Compute how many lines below contain the word "bool" and respond with that number only.

-- Data for review follows --

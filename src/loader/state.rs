use std::sync::Arc;

use log::{debug, warn};
use parking_lot::Mutex;

/// Progress of a single load run.
#[derive(Debug, Clone, Copy, PartialEq, Eq, Hash)]
pub enum LoadState {
    NotStarted,
    LoadingModule,
    LoadingResource,
    Done,
    Failed,
}

impl LoadState {
    /// `Done` and `Failed` are absorbing.
    pub fn is_terminal(self) -> bool {
        matches!(self, LoadState::Done | LoadState::Failed)
    }

    pub fn can_transition_to(self, next: LoadState) -> bool {
        use LoadState::*;
        matches!(
            (self, next),
            (NotStarted, LoadingModule)
                | (LoadingModule, LoadingResource)
                | (LoadingModule, Failed)
                | (LoadingResource, Done)
                | (LoadingResource, Failed)
        )
    }
}

/// Shared record of the states a load run has passed through.
///
/// Cloning the tracker shares the underlying history, so a host can keep one
/// copy while the loader advances another.
#[derive(Debug, Default)]
pub struct LoadTracker {
    history: Arc<Mutex<Vec<LoadState>>>,
}

impl Clone for LoadTracker {
    fn clone(&self) -> Self {
        Self {
            history: Arc::clone(&self.history),
        }
    }
}

impl LoadTracker {
    pub fn new() -> Self {
        Self::default()
    }

    /// Returns the most recent state, `NotStarted` before the first transition.
    pub fn state(&self) -> LoadState {
        self.history
            .lock()
            .last()
            .copied()
            .unwrap_or(LoadState::NotStarted)
    }

    /// Returns every state entered so far, oldest first.
    pub fn history(&self) -> Vec<LoadState> {
        self.history.lock().clone()
    }

    /// Records a transition. Illegal transitions are ignored and return `false`.
    pub(crate) fn advance(&self, next: LoadState) -> bool {
        let mut history = self.history.lock();
        let current = history.last().copied().unwrap_or(LoadState::NotStarted);
        if !current.can_transition_to(next) {
            warn!("ignoring load transition {current:?} -> {next:?}");
            return false;
        }
        debug!("load state {current:?} -> {next:?}");
        history.push(next);
        true
    }
}

#[cfg(test)]
mod tests {
    use super::*;

    #[test]
    fn tracker_starts_not_started() {
        let tracker = LoadTracker::new();
        assert_eq!(tracker.state(), LoadState::NotStarted);
        assert!(tracker.history().is_empty());
    }

    #[test]
    fn happy_path_transitions_are_recorded() {
        let tracker = LoadTracker::new();
        assert!(tracker.advance(LoadState::LoadingModule));
        assert!(tracker.advance(LoadState::LoadingResource));
        assert!(tracker.advance(LoadState::Done));
        assert_eq!(
            tracker.history(),
            vec![
                LoadState::LoadingModule,
                LoadState::LoadingResource,
                LoadState::Done
            ]
        );
    }

    #[test]
    fn terminal_states_are_absorbing() {
        let tracker = LoadTracker::new();
        tracker.advance(LoadState::LoadingModule);
        tracker.advance(LoadState::Failed);
        assert!(!tracker.advance(LoadState::LoadingResource));
        assert!(!tracker.advance(LoadState::Done));
        assert_eq!(tracker.state(), LoadState::Failed);
        assert!(tracker.state().is_terminal());
    }

    #[test]
    fn cannot_skip_module_phase() {
        let tracker = LoadTracker::new();
        assert!(!tracker.advance(LoadState::LoadingResource));
        assert!(!tracker.advance(LoadState::Done));
        assert_eq!(tracker.state(), LoadState::NotStarted);
    }

    #[test]
    fn clones_share_history() {
        let tracker = LoadTracker::new();
        let observer = tracker.clone();
        tracker.advance(LoadState::LoadingModule);
        assert_eq!(observer.state(), LoadState::LoadingModule);
    }
}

-- Data for review concluded --

Task solution>
3